use quill_ir::{Expr, Stmt, Value};
use quill_stack::ensure_sufficient_stack;
use rustc_hash::FxHashMap;

use crate::{CancelFlag, UserFault};

enum Flow {
    Next,
    Return(Value),
}

/// Executes one method body against an instance's fields.
pub(super) struct Machine<'a> {
    fields: &'a mut FxHashMap<String, Value>,
    args: &'a [Value],
    cancel: &'a CancelFlag,
    steps: u64,
    budget: u64,
}

impl<'a> Machine<'a> {
    pub(super) fn new(
        fields: &'a mut FxHashMap<String, Value>,
        args: &'a [Value],
        cancel: &'a CancelFlag,
        budget: u64,
    ) -> Self {
        Machine {
            fields,
            args,
            cancel,
            steps: 0,
            budget,
        }
    }

    /// Run `body`; falling off the end yields `none`.
    pub(super) fn run(mut self, body: &[Stmt]) -> Result<Value, UserFault> {
        if self.cancel.is_cancelled() {
            return Err(UserFault::Interrupted);
        }
        match self.block(body)? {
            Flow::Return(value) => Ok(value),
            Flow::Next => Ok(Value::None),
        }
    }

    fn step(&mut self) -> Result<(), UserFault> {
        if self.cancel.is_cancelled() {
            return Err(UserFault::Interrupted);
        }
        self.steps = self.steps.saturating_add(1);
        if self.steps > self.budget {
            return Err(UserFault::BudgetExhausted {
                budget: self.budget,
            });
        }
        Ok(())
    }

    fn block(&mut self, stmts: &[Stmt]) -> Result<Flow, UserFault> {
        ensure_sufficient_stack(|| self.block_inner(stmts))
    }

    fn block_inner(&mut self, stmts: &[Stmt]) -> Result<Flow, UserFault> {
        for stmt in stmts {
            if let Flow::Return(value) = self.stmt(stmt)? {
                return Ok(Flow::Return(value));
            }
        }
        Ok(Flow::Next)
    }

    fn stmt(&mut self, stmt: &Stmt) -> Result<Flow, UserFault> {
        self.step()?;
        match stmt {
            Stmt::Return(None) => Ok(Flow::Return(Value::None)),
            Stmt::Return(Some(expr)) => Ok(Flow::Return(self.eval(expr)?)),
            Stmt::Fail(expr) => Err(UserFault::Raised(self.eval(expr)?.to_string())),
            Stmt::Loop(body) => loop {
                // Counts as a step even when the body is empty.
                self.step()?;
                if let Flow::Return(value) = self.block(body)? {
                    return Ok(Flow::Return(value));
                }
            },
            Stmt::SetField { field, value } => {
                let value = self.eval(value)?;
                self.fields.insert(field.clone(), value);
                Ok(Flow::Next)
            }
        }
    }

    fn eval(&mut self, expr: &Expr) -> Result<Value, UserFault> {
        ensure_sufficient_stack(|| self.eval_inner(expr))
    }

    fn eval_inner(&mut self, expr: &Expr) -> Result<Value, UserFault> {
        self.step()?;
        match expr {
            Expr::Literal(value) => Ok(value.clone()),
            Expr::Param(index) => self.args.get(usize::from(*index)).cloned().ok_or_else(|| {
                UserFault::InvalidProgram(format!("parameter {index} was not supplied"))
            }),
            Expr::Field(name) => self
                .fields
                .get(name)
                .cloned()
                .ok_or_else(|| UserFault::UnassignedField(name.clone())),
            Expr::Add(lhs, rhs) => {
                let lhs = self.eval(lhs)?;
                let rhs = self.eval(rhs)?;
                add(lhs, rhs)
            }
        }
    }
}

/// Ints add; anything else concatenates text forms.
fn add(lhs: Value, rhs: Value) -> Result<Value, UserFault> {
    match (lhs, rhs) {
        (Value::Int(a), Value::Int(b)) => a
            .checked_add(b)
            .map(Value::Int)
            .ok_or(UserFault::Overflow { lhs: a, rhs: b }),
        (lhs, rhs) => Ok(Value::Str(format!("{lhs}{rhs}"))),
    }
}

#[cfg(test)]
mod tests {
    use super::*;

    #[test]
    fn test_add() {
        assert_eq!(add(Value::Int(2), Value::Int(3)), Ok(Value::Int(5)));
        assert_eq!(
            add(Value::string("a"), Value::None),
            Ok(Value::string("a"))
        );
        assert_eq!(
            add(Value::string("v"), Value::Int(7)),
            Ok(Value::string("v7"))
        );
        assert_eq!(
            add(Value::Int(i64::MAX), Value::Int(1)),
            Err(UserFault::Overflow {
                lhs: i64::MAX,
                rhs: 1
            })
        );
    }
}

—————

Task description. Type out all of the records again, exactly.

The answer.
use quill_ir::{Expr, Stmt, Value};
use quill_stack::ensure_sufficient_stack;
use rustc_hash::FxHashMap;

use crate::{CancelFlag, UserFault};

enum Flow {
    Next,
    Return(Value),
}

/// Executes one method body against an instance's fields.
pub(super) struct Machine<'a> {
    fields: &'a mut FxHashMap<String, Value>,
    args: &'a [Value],
    cancel: &'a CancelFlag,
    steps: u64,
    budget: u64,
}

impl<'a> Machine<'a> {
    pub(super) fn new(
        fields: &'a mut FxHashMap<String, Value>,
        args: &'a [Value],
        cancel: &'a CancelFlag,
        budget: u64,
    ) -> Self {
        Machine {
            fields,
            args,
            cancel,
            steps: 0,
            budget,
        }
    }

    /// Run `body`; falling off the end yields `none`.
    pub(super) fn run(mut self, body: &[Stmt]) -> Result<Value, UserFault> {
        if self.cancel.is_cancelled() {
            return Err(UserFault::Interrupted);
        }
        match self.block(body)? {
            Flow::Return(value) => Ok(value),
            Flow::Next => Ok(Value::None),
        }
    }

    fn step(&mut self) -> Result<(), UserFault> {
        if self.cancel.is_cancelled() {
            return Err(UserFault::Interrupted);
        }
        self.steps = self.steps.saturating_add(1);
        if self.steps > self.budget {
            return Err(UserFault::BudgetExhausted {
                budget: self.budget,
            });
        }
        Ok(())
    }

    fn block(&mut self, stmts: &[Stmt]) -> Result<Flow, UserFault> {
        ensure_sufficient_stack(|| self.block_inner(stmts))
    }

    fn block_inner(&mut self, stmts: &[Stmt]) -> Result<Flow, UserFault> {
        for stmt in stmts {
            if let Flow::Return(value) = self.stmt(stmt)? {
                return Ok(Flow::Return(value));
            }
        }
        Ok(Flow::Next)
    }

    fn stmt(&mut self, stmt: &Stmt) -> Result<Flow, UserFault> {
        self.step()?;
        match stmt {
            Stmt::Return(None) => Ok(Flow::Return(Value::None)),
            Stmt::Return(Some(expr)) => Ok(Flow::Return(self.eval(expr)?)),
            Stmt::Fail(expr) => Err(UserFault::Raised(self.eval(expr)?.to_string())),
            Stmt::Loop(body) => loop {
                // Counts as a step even when the body is empty.
                self.step()?;
                if let Flow::Return(value) = self.block(body)? {
                    return Ok(Flow::Return(value));
                }
            },
            Stmt::SetField { field, value } => {
                let value = self.eval(value)?;
                self.fields.insert(field.clone(), value);
                Ok(Flow::Next)
            }
        }
    }

    fn eval(&mut self, expr: &Expr) -> Result<Value, UserFault> {
        ensure_sufficient_stack(|| self.eval_inner(expr))
    }

    fn eval_inner(&mut self, expr: &Expr) -> Result<Value, UserFault> {
        self.step()?;
        match expr {
            Expr::Literal(value) => Ok(value.clone()),
            Expr::Param(index) => self.args.get(usize::from(*index)).cloned().ok_or_else(|| {
                UserFault::InvalidProgram(format!("parameter {index} was not supplied"))
            }),
            Expr::Field(name) => self
                .fields
                .get(name)
                .cloned()
                .ok_or_else(|| UserFault::UnassignedField(name.clone())),
            Expr::Add(lhs, rhs) => {
                let lhs = self.eval(lhs)?;
                let rhs = self.eval(rhs)?;
                add(lhs, rhs)
            }
        }
    }
}

/// Ints add; anything else concatenates text forms.
fn add(lhs: Value, rhs: Value) -> Result<Value, UserFault> {
    match (lhs, rhs) {
        (Value::Int(a), Value::Int(b)) => a
            .checked_add(b)
            .map(Value::Int)
            .ok_or(UserFault::Overflow { lhs: a, rhs: b }),
        (lhs, rhs) => Ok(Value::Str(format!("{lhs}{rhs}"))),
    }
}

#[cfg(test)]
mod tests {
    use super::*;

    #[test]
    fn test_add() {
        assert_eq!(add(Value::Int(2), Value::Int(3)), Ok(Value::Int(5)));
        assert_eq!(
            add(Value::string("a"), Value::None),
            Ok(Value::string("a"))
        );
        assert_eq!(
            add(Value::string("v"), Value::Int(7)),
            Ok(Value::string("v7"))
        );
        assert_eq!(
            add(Value::Int(i64::MAX), Value::Int(1)),
            Err(UserFault::Overflow {
                lhs: i64::MAX,
                rhs: 1
            })
        );
    }
}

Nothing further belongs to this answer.